Despite achieving complete surgical resection, women who underwent resection of advanced epithelial ovarian cancer or primary peritoneal cancer with a high preoperative disease burden had worse progression-free and overall survival than those with lower disease burden, results of a large multi-institutional study showed.
“We showed that both higher disease score and increased residual disease resulted in worse outcome compared with patients with less disease distribution before and after surgery,” wrote researchers led by Neil S. Horowitz, MD, of Brigham and Women’s Hospital, Boston, in the Journal of Clinical Oncology.
Looking at 2,655 patients with advanced epithelial ovarian cancer or primary peritoneal cancer from the Gynecologic Oncology Group 182 study, the researchers collected demographic, pathologic, surgical, and outcome data. Included women had achieved complete resection or residual disease of < 1 cm (MR). The researchers goal was to determine the effects of preoperative disease burden and complex surgery on residual disease and survival outcomes in this patient population.
As expected, Horowitz and colleagues found that patients with MR had a worse prognosis than did those patients who achieved complete resection, having worse progression-free survival (15 months vs 29 months; P < .01) and overall survival (41 months vs 77 months; P < .01).
In addition, those patients with the highest disease burden prior to surgery had significantly worse progression-free survival (15 months vs 23 or 34 months; P < .01) and overall survival (40 months vs 71 or 86 months; P < .01) compared with patients with either a moderate or low disease score.
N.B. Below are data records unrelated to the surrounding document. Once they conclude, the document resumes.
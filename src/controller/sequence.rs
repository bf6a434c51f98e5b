//! Sequence runner: executes ordered turn-on/turn-off recipes against the
//! device workers. Each run is a spawned task; the owning controller stays
//! in TURNING_ON/OFF until the outcome event arrives.

use std::collections::HashMap;
use std::time::Duration;
use tokio::sync::{mpsc, oneshot};
use tokio::time::{sleep, timeout};
use tracing::{debug, warn};
use uuid::Uuid;

use crate::domain::{DeviceChannel, Sequence, SequenceStep};
use crate::hardware::{DeviceHandle, DeviceRequest, RelayCommand};

/// Result of one sequence run, delivered to the control loop.
#[derive(Debug, Clone, PartialEq)]
pub struct SequenceOutcome {
    /// The output whose controller owns this run.
    pub output: String,
    pub sequence: String,
    /// Correlation id the owning machine is waiting on.
    pub correlation_id: Uuid,
    /// Whether the run was a turn-on.
    pub turn_on: bool,
    pub ok: bool,
    pub error: Option<String>,
}

/// Static context a run needs: worker handles and the relay channel for
/// every output a step may name.
#[derive(Debug, Clone)]
pub struct SequenceContext {
    pub devices: HashMap<String, DeviceHandle>,
    pub relays: HashMap<String, DeviceChannel>,
}

/// Spawn a sequence run. The overall timeout covers every step including
/// sleeps; on breach the remaining steps are cancelled and the run fails.
pub fn spawn_sequence(
    ctx: SequenceContext,
    sequence: Sequence,
    output: String,
    correlation_id: Uuid,
    turn_on: bool,
    results: mpsc::Sender<SequenceOutcome>,
) {
    tokio::spawn(async move {
        let budget = Duration::from_secs(sequence.timeout_secs);
        let name = sequence.name.clone();
        let run = execute_steps(&ctx, &sequence);
        let (ok, error) = match timeout(budget, run).await {
            Ok(Ok(())) => (true, None),
            Ok(Err(e)) => (false, Some(e)),
            Err(_) => (
                false,
                Some(format!("sequence timed out after {}s", sequence.timeout_secs)),
            ),
        };
        if let Some(e) = &error {
            warn!(sequence = %name, output = %output, error = %e, "sequence failed");
        }
        let _ = results
            .send(SequenceOutcome {
                output,
                sequence: name,
                correlation_id,
                turn_on,
                ok,
                error,
            })
            .await;
    });
}

async fn execute_steps(ctx: &SequenceContext, sequence: &Sequence) -> Result<(), String> {
    for (i, step) in sequence.steps.iter().enumerate() {
        match step {
            SequenceStep::ChangeOutput {
                output,
                turn_on,
                retries,
                retry_backoff_secs,
            } => {
                let channel = ctx
                    .relays
                    .get(output)
                    .ok_or_else(|| format!("step {i}: output {output:?} has no relay"))?;
                let handle = ctx
                    .devices
                    .get(&channel.device)
                    .ok_or_else(|| format!("step {i}: no worker for device {:?}", channel.device))?;
                change_output(handle, channel.index, *turn_on, *retries, *retry_backoff_secs)
                    .await
                    .map_err(|e| format!("step {i}: {e}"))?;
            }
            SequenceStep::Sleep { seconds } => {
                debug!(sequence = %sequence.name, seconds, "sequence sleep");
                sleep(Duration::from_secs(*seconds)).await;
            }
            SequenceStep::RefreshStatus { device } => {
                let handle = ctx
                    .devices
                    .get(device)
                    .ok_or_else(|| format!("step {i}: no worker for device {device:?}"))?;
                handle.send(DeviceRequest::RefreshStatus);
            }
            SequenceStep::GetLocation { device } => {
                // Location polls go to an external integration; from the
                // sequence's point of view they are fire-and-forget.
                debug!(sequence = %sequence.name, device = %device, "location poll requested");
            }
        }
    }
    Ok(())
}

/// One relay step with per-step fixed-backoff retries, acknowledged by the
/// device worker through a oneshot.
async fn change_output(
    handle: &DeviceHandle,
    relay: u8,
    turn_on: bool,
    retries: u32,
    backoff_secs: u64,
) -> Result<(), String> {
    let mut last_err = String::from("no attempts made");
    for attempt in 0..=retries {
        let (tx, rx) = oneshot::channel();
        handle.send(DeviceRequest::SetRelay {
            command: RelayCommand {
                correlation_id: Uuid::new_v4(),
                relay,
                turn_on,
            },
            reply: Some(tx),
        });
        match rx.await {
            Ok(Ok(())) => return Ok(()),
            Ok(Err(e)) => last_err = e,
            Err(_) => last_err = "device worker dropped the request".to_string(),
        }
        if attempt < retries {
            sleep(Duration::from_secs(backoff_secs)).await;
        }
    }
    Err(last_err)
}

#[cfg(test)]
mod tests {
    use super::*;
    use crate::config::ShellyDeviceConfig;
    use crate::hardware::{DeviceWorker, SimulatedDevice};
    use std::sync::Arc;
    use tokio_util::sync::CancellationToken;

    fn device_config(name: &str) -> ShellyDeviceConfig {
        ShellyDeviceConfig {
            name: name.into(),
            host: "127.0.0.1".into(),
            response_timeout_secs: 1,
            retry_count: 0,
            retry_delay_secs: 0,
            max_concurrent_errors: 10,
            meter_staleness_secs: 10,
        }
    }

    struct Rig {
        device: Arc<SimulatedDevice>,
        ctx: SequenceContext,
        results_rx: mpsc::Receiver<SequenceOutcome>,
        results_tx: mpsc::Sender<SequenceOutcome>,
        cancel: CancellationToken,
    }

    fn rig() -> Rig {
        let device = Arc::new(SimulatedDevice::new(2, 0));
        let (events_tx, _events_rx) = mpsc::channel(32);
        let cancel = CancellationToken::new();
        let handle = DeviceWorker::spawn(
            &device_config("shed"),
            device.clone(),
            events_tx,
            cancel.clone(),
        );
        let ctx = SequenceContext {
            devices: HashMap::from([("shed".to_string(), handle)]),
            relays: HashMap::from([
                (
                    "heater".to_string(),
                    DeviceChannel {
                        device: "shed".into(),
                        index: 0,
                    },
                ),
                (
                    "pump".to_string(),
                    DeviceChannel {
                        device: "shed".into(),
                        index: 1,
                    },
                ),
            ]),
        };
        let (results_tx, results_rx) = mpsc::channel(4);
        Rig {
            device,
            ctx,
            results_rx,
            results_tx,
            cancel,
        }
    }

    fn change(output: &str, turn_on: bool) -> SequenceStep {
        SequenceStep::ChangeOutput {
            output: output.into(),
            turn_on,
            retries: 1,
            retry_backoff_secs: 0,
        }
    }

    #[tokio::test]
    async fn runs_steps_in_order() {
        let rig = rig();
        let sequence = Sequence {
            name: "boot".into(),
            timeout_secs: 10,
            steps: vec![change("pump", true), change("heater", true)],
        };
        let id = Uuid::new_v4();
        spawn_sequence(
            rig.ctx.clone(),
            sequence,
            "heater".into(),
            id,
            true,
            rig.results_tx.clone(),
        );

        let mut rx = rig.results_rx;
        let outcome = tokio::time::timeout(Duration::from_secs(5), rx.recv())
            .await
            .unwrap()
            .unwrap();
        assert!(outcome.ok);
        assert_eq!(outcome.correlation_id, id);
        assert!(rig.device.relay(0));
        assert!(rig.device.relay(1));
        rig.cancel.cancel();
    }

    #[tokio::test]
    async fn step_retry_recovers_single_failure() {
        let rig = rig();
        rig.device.fail_next(1);
        let sequence = Sequence {
            name: "boot".into(),
            timeout_secs: 10,
            steps: vec![change("pump", true)],
        };
        spawn_sequence(
            rig.ctx.clone(),
            sequence,
            "pump".into(),
            Uuid::new_v4(),
            true,
            rig.results_tx.clone(),
        );

        let mut rx = rig.results_rx;
        let outcome = tokio::time::timeout(Duration::from_secs(5), rx.recv())
            .await
            .unwrap()
            .unwrap();
        assert!(outcome.ok);
        assert!(rig.device.relay(1));
        rig.cancel.cancel();
    }

    #[tokio::test]
    async fn timeout_cancels_remaining_steps() {
        let rig = rig();
        let sequence = Sequence {
            name: "slow".into(),
            timeout_secs: 1,
            steps: vec![
                change("pump", true),
                SequenceStep::Sleep { seconds: 60 },
                change("heater", true),
            ],
        };
        spawn_sequence(
            rig.ctx.clone(),
            sequence,
            "heater".into(),
            Uuid::new_v4(),
            true,
            rig.results_tx.clone(),
        );

        let mut rx = rig.results_rx;
        let outcome = tokio::time::timeout(Duration::from_secs(5), rx.recv())
            .await
            .unwrap()
            .unwrap();
        assert!(!outcome.ok);
        assert!(outcome.error.unwrap().contains("timed out"));
        // First step landed, the step after the sleep never ran.
        assert!(rig.device.relay(1));
        assert!(!rig.device.relay(0));
        rig.cancel.cancel();
    }

    #[tokio::test]
    async fn exhausted_step_retries_fail_the_sequence() {
        let rig = rig();
        rig.device.fail_next(10);
        let sequence = Sequence {
            name: "boot".into(),
            timeout_secs: 10,
            steps: vec![change("pump", true)],
        };
        spawn_sequence(
            rig.ctx.clone(),
            sequence,
            "pump".into(),
            Uuid::new_v4(),
            true,
            rig.results_tx.clone(),
        );

        let mut rx = rig.results_rx;
        let outcome = tokio::time::timeout(Duration::from_secs(5), rx.recv())
            .await
            .unwrap()
            .unwrap();
        assert!(!outcome.ok);
        rig.cancel.cancel();
    }
}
This worse prognosis remained even when the researchers looked at only those patients able to achieve complete resection.
“Although we were investigating a subset of patients from GOG-182 (< 1 cm of residual disease), we found that when we restricted our multivariable analysis to only those institutions that achieved complete resection in > 40% of patients with < 1 cm residual disease, our conclusions were not changed,” the researchers noted.
According to the study, there has been an increased trend toward aggressive primary debulking surgery for women with advanced epithelial ovarian cancer or primary peritoneal cancer, and based on these results, this approach makes sense for those women with low or moderate preoperative disease burden.
“We suggest the consideration of (and additional studies should explore) a potential paradigm shift, in which, if R0 is difficult to attain at primary cytoreduction, use of neoadjuvant chemotherapy with interval debulking to allow for R0 may be superior to primary surgery after which the patient is left with gross residual disease,” the researchers wrote.